Separating sentences

Saturday 19 April 2008This is almost 17 years old. Be careful.

One of the things I needed for my new home page design was a way to split a chunk of HTML to get just the text of the first sentence, which I use for the blog posts on the front page.

The preliminaries: these are Django filters, but mostly they’re just string functions, wrapped with Django decorators to make them useful in Django templates.

Here are two helpers:

@register.filter()
@stringfilter
def inner_html(value):
    """ Strip off the outer tag of the HTML passed in.
    """
    if value.startswith('<'):
        value = value.split('>', 1)[1].rsplit('<', 1)[0]
    return value

@register.filter()
@stringfilter
def first_par(value):
    """ Take just the first paragraph of the HTML passed in.
    """
    return value.split("</p>")[0] + "</p>"

These functions are pretty simple, meant to operate on simple inputs. For example, first_par assumes that the opening tag of the HTML is <p>.

Splitting sentences is fairly tricky. I tried searching for a Python snippet, which I didn’t find. I tried thinking about regexes that could do it, but the rules are too complicated. In the end, the code structure I could understand was to break the text into words, and then add words one at a time to a potential sentence, checking it for sentence-hood.

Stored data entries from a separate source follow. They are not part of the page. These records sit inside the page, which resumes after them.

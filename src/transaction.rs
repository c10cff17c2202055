//! The three-kind transaction model: transfer of empty tokens (kind 0),
//! serializing a ballot (kind 1), and casting a ballot (kind 2).

use crate::crypto::{sha256_hex, verify as crypto_verify, Address, Signer, TxId, COINBASE_SENTINEL};
use crate::token::{Token, TokenKind};
use crate::value::{Value, MINING_REWARD_SENTINEL};
use serde::{Deserialize, Serialize};

#[derive(Clone, Copy, Debug, PartialEq, Eq, Serialize, Deserialize)]
#[repr(u8)]
pub enum TxnKind {
    Transfer = 0,
    Serialize = 1,
    Cast = 2,
}

/// What `add_output` stacks onto an already-built transaction.
pub enum StackedOutput {
    Transfer(u64),
    Ballot { timestamp: u128, question: String, options: Vec<String> },
}

#[derive(Clone, Debug, Serialize, Deserialize, PartialEq)]
pub struct Output {
    /// The transaction that owns this output.
    pub txid: TxId,
    pub index: usize,
    pub value: Value,
    pub recipient: Address,
    pub sig: String,
    pub kind: TokenKind,
}

#[derive(Clone, Debug, Serialize, Deserialize, PartialEq)]
pub struct Input {
    /// The source transaction whose output this spends.
    pub txid: TxId,
    pub index: usize,
    pub value: Value,
    pub recipient: Address,
    pub sig: String,
    pub kind: TokenKind,
}

#[derive(Clone, Debug, Serialize, Deserialize, PartialEq)]
pub struct Transaction {
    pub txid: TxId,
    pub timestamp: u128,
    pub kind: TxnKind,
    pub from_address: String,
    pub to_address: Vec<String>,
    pub inputs: Vec<Input>,
    pub outputs: Vec<Output>,
    pub value: Value,
}

/// What `LedgerStore`/the in-memory pool expose so a new transaction can
/// pick its inputs without this module depending on either directly.
pub trait UtxoSource {
    /// Unspent `Empty` outputs owned by `owner`.
    fn empty_utxos(&self, owner: &Address) -> Vec<Output>;

    /// The unspent `Serialized` output matching `tkid`, owned by `voter`,
    /// for `poll`.
    fn serialized_utxo(&self, tkid: &crate::crypto::TkId, voter: &Address, poll: &Address) -> Option<Output>;
}

fn format_list(items: &[String]) -> String {
    format!("{:?}", items)
}

fn core_data_string(timestamp: u128, kind: TxnKind, from: &str, to: &[String]) -> String {
    format!("{}{}{}{}", timestamp, kind as u8, from, format_list(to))
}

pub fn compute_txid(timestamp: u128, kind: TxnKind, from: &str, to: &[String]) -> TxId {
    let preimage = core_data_string(timestamp, kind, from, to);
    let digest = sha256_hex(preimage.as_bytes());
    TxId(digest[..32].to_owned())
}

fn value_signing_repr(value: &Value) -> String {
    match value {
        Value::Amount(n) => n.to_string(),
        Value::MiningReward => MINING_REWARD_SENTINEL.to_owned(),
        Value::Ballot(token) => format!("{:?}", token),
    }
}

fn amount_of(output: &Output) -> u64 {
    output.value.as_amount().unwrap_or(0)
}

/// Stable bottom-up merge sort over a sender's UTXOs by ascending amount.
/// Ties do not matter: outputs are distinguished by `(txid, index)`, which
/// a stable sort preserves the relative order of.
fn merge_sort_by_value(utxos: Vec<Output>) -> Vec<Output> {
    let mut runs: Vec<Vec<Output>> = utxos.into_iter().map(|o| vec![o]).collect();

    while runs.len() > 1 {
        let mut merged = Vec::with_capacity(runs.len().div_ceil(2));
        let mut it = runs.into_iter();

        while let Some(a) = it.next() {
            match it.next() {
                Some(b) => merged.push(merge_runs(a, b)),
                None => merged.push(a),
            }
        }

        runs = merged;
    }

    runs.pop().unwrap_or_default()
}

fn merge_runs(a: Vec<Output>, b: Vec<Output>) -> Vec<Output> {
    let mut out = Vec::with_capacity(a.len() + b.len());
    let (mut ai, mut bi) = (0, 0);

    while ai < a.len() && bi < b.len() {
        if amount_of(&a[ai]) <= amount_of(&b[bi]) {
            out.push(a[ai].clone());
            ai += 1;
        } else {
            out.push(b[bi].clone());
            bi += 1;
        }
    }

    out.extend_from_slice(&a[ai..]);
    out.extend_from_slice(&b[bi..]);
    out
}

/// Greedily takes smallest-first outputs from `sorted` until the running
/// sum reaches `target`. Returns the selected outputs and their total;
/// the caller must check `total >= target` to know whether selection
/// succeeded.
fn take_until(sorted: &[Output], target: u64) -> (Vec<Output>, u64) {
    let mut total = 0u64;
    let mut selected = vec![];

    for utxo in sorted {
        if total >= target {
            break;
        }

        total += amount_of(utxo);
        selected.push(utxo.clone());
    }

    (selected, total)
}

fn to_input(output: &Output) -> Input {
    Input {
        txid: output.txid.clone(),
        index: output.index,
        value: output.value.clone(),
        recipient: output.recipient.clone(),
        sig: output.sig.clone(),
        kind: output.kind,
    }
}

fn signing_string(output: &Output) -> String {
    format!(
        "{}{}{}{}",
        value_signing_repr(&output.value),
        output.recipient,
        output.txid,
        output.index
    )
}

Here’s the rules I came up with for something being a sentence:

  • The end of the sentence must be punctuation (.!?), possibly with closing parens and/or double-quote after it.
  • The next chunk of text has to start with an upper-case letter or number, possibly with an opening paren and/or double-quote preceding it.
  • The sentence can’t end with “Mr.” or titles like it, or an initial. This is to keep the previous two rules from splitting sentences like “Hello Mr. John Q. Public!” incorrectly in the middle.
  • The sentence needs to have balanced parens and double-quotes. This ensures that sentences breaks won’t be identified in quoted material (or parenthetical asides).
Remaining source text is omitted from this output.